→ **Your goal**
Go through the listing below and return every line exactly.
--------
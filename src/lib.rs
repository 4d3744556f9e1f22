//! Thermodynamic and atmospheric variables for symbolic physics,
//! each carrying a unit built from SI base dimensions.

pub mod error;
pub mod units;
pub mod util;
pub mod variables;

pub use error::Error;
--------
→ **Task answer**
filename src/lib.rs
repository 4d3744556f9e1f22
//! Thermodynamic and atmospheric variables for symbolic physics,
//! each carrying a unit built from SI base dimensions.

pub mod error;
pub mod units;
pub mod util;
pub mod variables;

pub use error::Error;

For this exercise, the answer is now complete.